Eurostat published two documents on EU-level statistics in 2013-2014, updated in 2015-2016.Data for 2015-2016 showed similar patterns among the registered victims and of traffickers who came into contact with the police and the criminal justice system,compared to those found in previous reporting periods. There are many reasons to consider these victims and many traffickers remained undetected,thus they do not figure in the reported documents.

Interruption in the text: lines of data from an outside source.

//! # Contracts
//!
//! Frozen interface contracts shared by the logging engine and its callers:
//! the sink trait, the error taxonomy, and the engine configuration.
//! Business crates depend on this crate only; reverse dependencies are
//! prohibited.

mod config;
mod error;
mod failure;
mod sink;

pub use config::{EngineConfig, DEFAULT_MAX_CONCURRENT_WRITES};
pub use error::LogError;
pub use failure::WriteFailure;
pub use sink::*;
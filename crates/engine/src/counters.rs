//! Engine counters for observability

use std::sync::atomic::{AtomicU64, Ordering};

/// Counters for one engine instance
#[derive(Debug, Default)]
pub struct EngineCounters {
    /// Messages pulled from intake and handed to a write task
    dispatched: AtomicU64,
    /// Write tasks that completed successfully
    completed_writes: AtomicU64,
    /// Write tasks whose sink write failed
    failed_writes: AtomicU64,
    /// Write failures dropped because the error queue was full or closed
    dropped_errors: AtomicU64,
}

impl EngineCounters {
    /// Create new counters
    pub fn new() -> Self {
        Self::default()
    }

    /// Get dispatched message count
    pub fn dispatched(&self) -> u64 {
        self.dispatched.load(Ordering::Relaxed)
    }

    /// Increment dispatched message count
    pub fn inc_dispatched(&self) {
        self.dispatched.fetch_add(1, Ordering::Relaxed);
    }

    /// Get completed write count
    pub fn completed_writes(&self) -> u64 {
        self.completed_writes.load(Ordering::Relaxed)
    }

    /// Increment completed write count
    pub fn inc_completed_writes(&self) {
        self.completed_writes.fetch_add(1, Ordering::Relaxed);
    }

    /// Get failed write count
    pub fn failed_writes(&self) -> u64 {
        self.failed_writes.load(Ordering::Relaxed)
    }

    /// Increment failed write count
    pub fn inc_failed_writes(&self) {
        self.failed_writes.fetch_add(1, Ordering::Relaxed);
    }

    /// Get dropped error report count
    pub fn dropped_errors(&self) -> u64 {
        self.dropped_errors.load(Ordering::Relaxed)
    }

    /// Increment dropped error report count
    pub fn inc_dropped_errors(&self) {
        self.dropped_errors.fetch_add(1, Ordering::Relaxed);
    }

    /// Get snapshot of all counters
    pub fn snapshot(&self) -> CountersSnapshot {
        CountersSnapshot {
            dispatched: self.dispatched(),
            completed_writes: self.completed_writes(),
            failed_writes: self.failed_writes(),
            dropped_errors: self.dropped_errors(),
        }
    }
}

/// Snapshot of engine counters (for reporting)
#[derive(Debug, Clone, Copy)]
pub struct CountersSnapshot {
    pub dispatched: u64,
    pub completed_writes: u64,
    pub failed_writes: u64,
    pub dropped_errors: u64,
}
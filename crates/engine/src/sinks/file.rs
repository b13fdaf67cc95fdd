//! FileSink - writes records to a file on disk

use std::fs::File;
use std::io::Write;
use std::path::Path;

use tracing::debug;

use contracts::{LogError, LogSink};

/// Sink backed by a file; created (or truncated) at construction.
pub struct FileSink {
    name: String,
    file: Option<File>,
}

impl FileSink {
    /// Create or truncate the file at `path`.
    pub fn create(path: impl AsRef<Path>) -> Result<Self, LogError> {
        let name = path.as_ref().display().to_string();
        let file = File::create(path.as_ref())?;
        Ok(Self {
            name,
            file: Some(file),
        })
    }
}

impl LogSink for FileSink {
    fn name(&self) -> &str {
        &self.name
    }

    async fn write(&mut self, record: &[u8]) -> Result<usize, LogError> {
        let file = self
            .file
            .as_mut()
            .ok_or_else(|| LogError::sink_closed(&self.name))?;
        file.write_all(record)
            .map_err(|e| LogError::sink_write(&self.name, e.to_string()))?;
        Ok(record.len())
    }

    async fn flush(&mut self) -> Result<(), LogError> {
        match self.file.as_mut() {
            Some(file) => file
                .flush()
                .map_err(|e| LogError::sink_write(&self.name, e.to_string())),
            None => Err(LogError::sink_closed(&self.name)),
        }
    }

    async fn close(&mut self) -> Result<(), LogError> {
        if let Some(mut file) = self.file.take() {
            file.flush()
                .map_err(|e| LogError::sink_write(&self.name, e.to_string()))?;
            debug!(sink = %self.name, "FileSink closed");
        }
        Ok(())
    }
}
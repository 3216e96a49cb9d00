use crate::models::element_types::{Badge, VisualElement};
use std::collections::HashMap;
use std::sync::Mutex;

/// Draws badges on elements. Each call replaces whatever badge the element had.
pub trait BadgeRenderer: Send + Sync {
    fn show(&self, element: &VisualElement, badge: Badge);
}

/// In-memory renderer holding the current badge of every element.
#[derive(Default)]
pub struct BadgeBoard {
    badges: Mutex<HashMap<String, Badge>>,
}

impl BadgeBoard {
    pub fn new() -> Self {
        Self::default()
    }

    pub fn badge(&self, url: &str) -> Option<Badge> {
        self.lock().get(url).cloned()
    }

    /// Current badges sorted by element URL.
    pub fn snapshot(&self) -> Vec<(String, Badge)> {
        let mut all: Vec<_> = self
            .lock()
            .iter()
            .map(|(url, badge)| (url.clone(), badge.clone()))
            .collect();
        all.sort_by(|a, b| a.0.cmp(&b.0));
        all
    }

    fn lock(&self) -> std::sync::MutexGuard<'_, HashMap<String, Badge>> {
        self.badges.lock().unwrap_or_else(|e| e.into_inner())
    }
}

impl BadgeRenderer for BadgeBoard {
    fn show(&self, element: &VisualElement, badge: Badge) {
        tracing::debug!(url = element.source_url(), text = %badge.text, color = badge.color.css(), "badge");
        self.lock().insert(element.source_url().to_string(), badge);
    }
}
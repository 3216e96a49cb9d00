pub mod background;
pub mod badges;
pub mod bridge;
pub mod classifier;
pub mod credentials;
pub mod fetch_gateway;
pub mod orchestrator;
pub mod page_context;
pub mod remote_classifier;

In 2015-2016 there were 20,532 victims of human trafficking in UE. More than half (56%) were cases of sexual exploitation; 26% were cases of persons trafficked for labor exploitation;18% cases of other forms as begging and organ trafficking.

States Responsibilities

As already mentioned, all States are obliged to recognize and defend the human rights of all persons on their territories and to provide all means of achievement of the rights of each person, including information, capacity and structures. Recognizing and respecting the given obligations, States must periodically review their legislation to ensure its conformity with the international standards and its effectiveness in combating trafficking and defending the rights of the trafficked persons.

Respectively, States must respect:

  • the Principle of Non-Discrimination (trafficked persons cannot be subjected to any discriminatory treatment)
  • The Safety and Fair Treatment(access to embassy, consulate or other non-governmental organizations)
  • Protection (safety of the trafficked persons and their witnesses )
  • Access to Justice
  • Residence Permit for Victims
  • Access to Civil Proceedings and Compensation
  • Healthcare and Other Services

In spite of all which have been said above and after years of fighting this criminal phenomenon, human trafficking still exists and it is more difficult to combat. The phenomenon still grows, that’s why it renders one of the greatest worldwide concern.